[The records — start]

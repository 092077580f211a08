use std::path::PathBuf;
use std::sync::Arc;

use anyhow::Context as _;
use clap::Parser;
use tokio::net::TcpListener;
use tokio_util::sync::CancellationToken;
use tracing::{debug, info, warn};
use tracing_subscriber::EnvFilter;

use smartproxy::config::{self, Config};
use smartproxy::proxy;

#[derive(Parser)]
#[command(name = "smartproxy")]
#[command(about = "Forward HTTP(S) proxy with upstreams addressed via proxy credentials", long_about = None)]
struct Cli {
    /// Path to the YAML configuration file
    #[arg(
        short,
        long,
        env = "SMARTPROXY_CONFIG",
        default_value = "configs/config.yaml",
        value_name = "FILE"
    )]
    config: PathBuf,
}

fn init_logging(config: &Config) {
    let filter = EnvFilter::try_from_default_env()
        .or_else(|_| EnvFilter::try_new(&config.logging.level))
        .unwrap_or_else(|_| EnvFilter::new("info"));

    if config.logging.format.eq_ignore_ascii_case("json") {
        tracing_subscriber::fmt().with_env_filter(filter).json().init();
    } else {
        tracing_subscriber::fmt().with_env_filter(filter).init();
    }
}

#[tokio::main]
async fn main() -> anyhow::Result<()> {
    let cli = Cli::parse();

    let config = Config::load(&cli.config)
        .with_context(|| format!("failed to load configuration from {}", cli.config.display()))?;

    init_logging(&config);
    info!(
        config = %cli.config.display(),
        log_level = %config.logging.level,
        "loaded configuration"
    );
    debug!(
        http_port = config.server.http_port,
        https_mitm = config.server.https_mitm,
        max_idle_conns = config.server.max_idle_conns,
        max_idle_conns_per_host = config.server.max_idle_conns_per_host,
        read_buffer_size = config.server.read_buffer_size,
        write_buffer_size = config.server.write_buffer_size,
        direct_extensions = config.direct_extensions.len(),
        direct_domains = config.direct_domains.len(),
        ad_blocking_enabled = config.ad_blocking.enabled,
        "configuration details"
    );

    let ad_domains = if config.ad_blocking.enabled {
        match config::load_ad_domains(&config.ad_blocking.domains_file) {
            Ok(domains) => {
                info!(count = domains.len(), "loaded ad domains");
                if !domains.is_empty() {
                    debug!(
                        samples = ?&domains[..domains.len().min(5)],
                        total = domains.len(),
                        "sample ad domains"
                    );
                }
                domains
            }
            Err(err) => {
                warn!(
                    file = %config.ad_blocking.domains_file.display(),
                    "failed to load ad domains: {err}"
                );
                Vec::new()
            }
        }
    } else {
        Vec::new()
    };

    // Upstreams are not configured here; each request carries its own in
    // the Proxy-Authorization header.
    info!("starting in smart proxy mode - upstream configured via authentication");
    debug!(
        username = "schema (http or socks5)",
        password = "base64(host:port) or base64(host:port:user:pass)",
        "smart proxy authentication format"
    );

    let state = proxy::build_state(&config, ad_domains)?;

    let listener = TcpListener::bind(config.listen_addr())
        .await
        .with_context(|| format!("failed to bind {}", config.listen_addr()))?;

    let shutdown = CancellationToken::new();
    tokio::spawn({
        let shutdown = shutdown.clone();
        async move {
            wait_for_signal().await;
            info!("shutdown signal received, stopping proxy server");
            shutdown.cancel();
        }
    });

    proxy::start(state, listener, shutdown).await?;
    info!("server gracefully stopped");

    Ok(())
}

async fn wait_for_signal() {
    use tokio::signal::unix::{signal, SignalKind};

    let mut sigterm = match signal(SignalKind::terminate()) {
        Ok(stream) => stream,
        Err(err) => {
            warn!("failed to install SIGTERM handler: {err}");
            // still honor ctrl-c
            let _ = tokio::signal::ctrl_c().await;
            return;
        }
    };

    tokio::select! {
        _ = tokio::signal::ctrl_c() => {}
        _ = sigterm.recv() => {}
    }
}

[The records — finish]
[The records — start]

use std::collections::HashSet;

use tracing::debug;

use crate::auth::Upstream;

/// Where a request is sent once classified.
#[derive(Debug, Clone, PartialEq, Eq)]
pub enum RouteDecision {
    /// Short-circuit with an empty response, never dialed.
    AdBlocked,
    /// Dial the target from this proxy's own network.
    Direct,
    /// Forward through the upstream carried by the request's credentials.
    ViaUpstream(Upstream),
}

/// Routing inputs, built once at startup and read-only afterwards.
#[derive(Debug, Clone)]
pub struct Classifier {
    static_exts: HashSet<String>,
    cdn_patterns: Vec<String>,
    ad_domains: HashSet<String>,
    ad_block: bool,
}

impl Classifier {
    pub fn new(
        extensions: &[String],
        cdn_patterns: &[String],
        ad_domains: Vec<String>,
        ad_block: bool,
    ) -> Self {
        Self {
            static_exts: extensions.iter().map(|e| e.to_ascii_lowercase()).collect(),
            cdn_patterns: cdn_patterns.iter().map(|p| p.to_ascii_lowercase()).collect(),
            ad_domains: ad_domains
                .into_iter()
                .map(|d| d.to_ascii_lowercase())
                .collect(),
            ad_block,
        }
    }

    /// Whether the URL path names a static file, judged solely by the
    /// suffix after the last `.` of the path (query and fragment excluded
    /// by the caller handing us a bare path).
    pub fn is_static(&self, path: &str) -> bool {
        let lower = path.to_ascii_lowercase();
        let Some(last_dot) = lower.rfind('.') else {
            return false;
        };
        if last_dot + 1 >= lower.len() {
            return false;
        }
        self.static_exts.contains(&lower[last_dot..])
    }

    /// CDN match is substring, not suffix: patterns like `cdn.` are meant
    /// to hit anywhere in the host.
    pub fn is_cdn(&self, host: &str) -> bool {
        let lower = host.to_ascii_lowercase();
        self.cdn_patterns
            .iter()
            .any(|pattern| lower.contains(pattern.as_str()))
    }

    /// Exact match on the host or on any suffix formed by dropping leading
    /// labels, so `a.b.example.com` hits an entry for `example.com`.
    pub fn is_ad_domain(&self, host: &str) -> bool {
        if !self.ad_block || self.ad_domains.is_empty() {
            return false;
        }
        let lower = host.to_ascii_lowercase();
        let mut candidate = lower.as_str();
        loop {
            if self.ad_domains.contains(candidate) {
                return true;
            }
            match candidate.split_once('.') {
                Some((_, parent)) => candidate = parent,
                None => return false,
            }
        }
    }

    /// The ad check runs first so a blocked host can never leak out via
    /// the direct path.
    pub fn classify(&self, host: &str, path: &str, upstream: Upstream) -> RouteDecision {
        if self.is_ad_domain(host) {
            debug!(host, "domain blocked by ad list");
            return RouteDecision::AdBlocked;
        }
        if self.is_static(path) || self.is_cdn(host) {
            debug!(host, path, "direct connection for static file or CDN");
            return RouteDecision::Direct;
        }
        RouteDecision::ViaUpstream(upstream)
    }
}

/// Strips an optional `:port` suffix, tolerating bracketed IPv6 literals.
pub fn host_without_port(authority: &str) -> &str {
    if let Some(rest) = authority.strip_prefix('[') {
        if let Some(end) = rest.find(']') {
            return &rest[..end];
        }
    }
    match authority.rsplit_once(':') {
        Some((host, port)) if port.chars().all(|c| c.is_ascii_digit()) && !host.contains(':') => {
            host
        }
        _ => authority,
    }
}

[The records — finish]

**Prompt**
Scan the records above for the string "bind", then report every line that contains it.

**Output below**
    let listener = TcpListener::bind(config.listen_addr())
        .with_context(|| format!("failed to bind {}", config.listen_addr()))?;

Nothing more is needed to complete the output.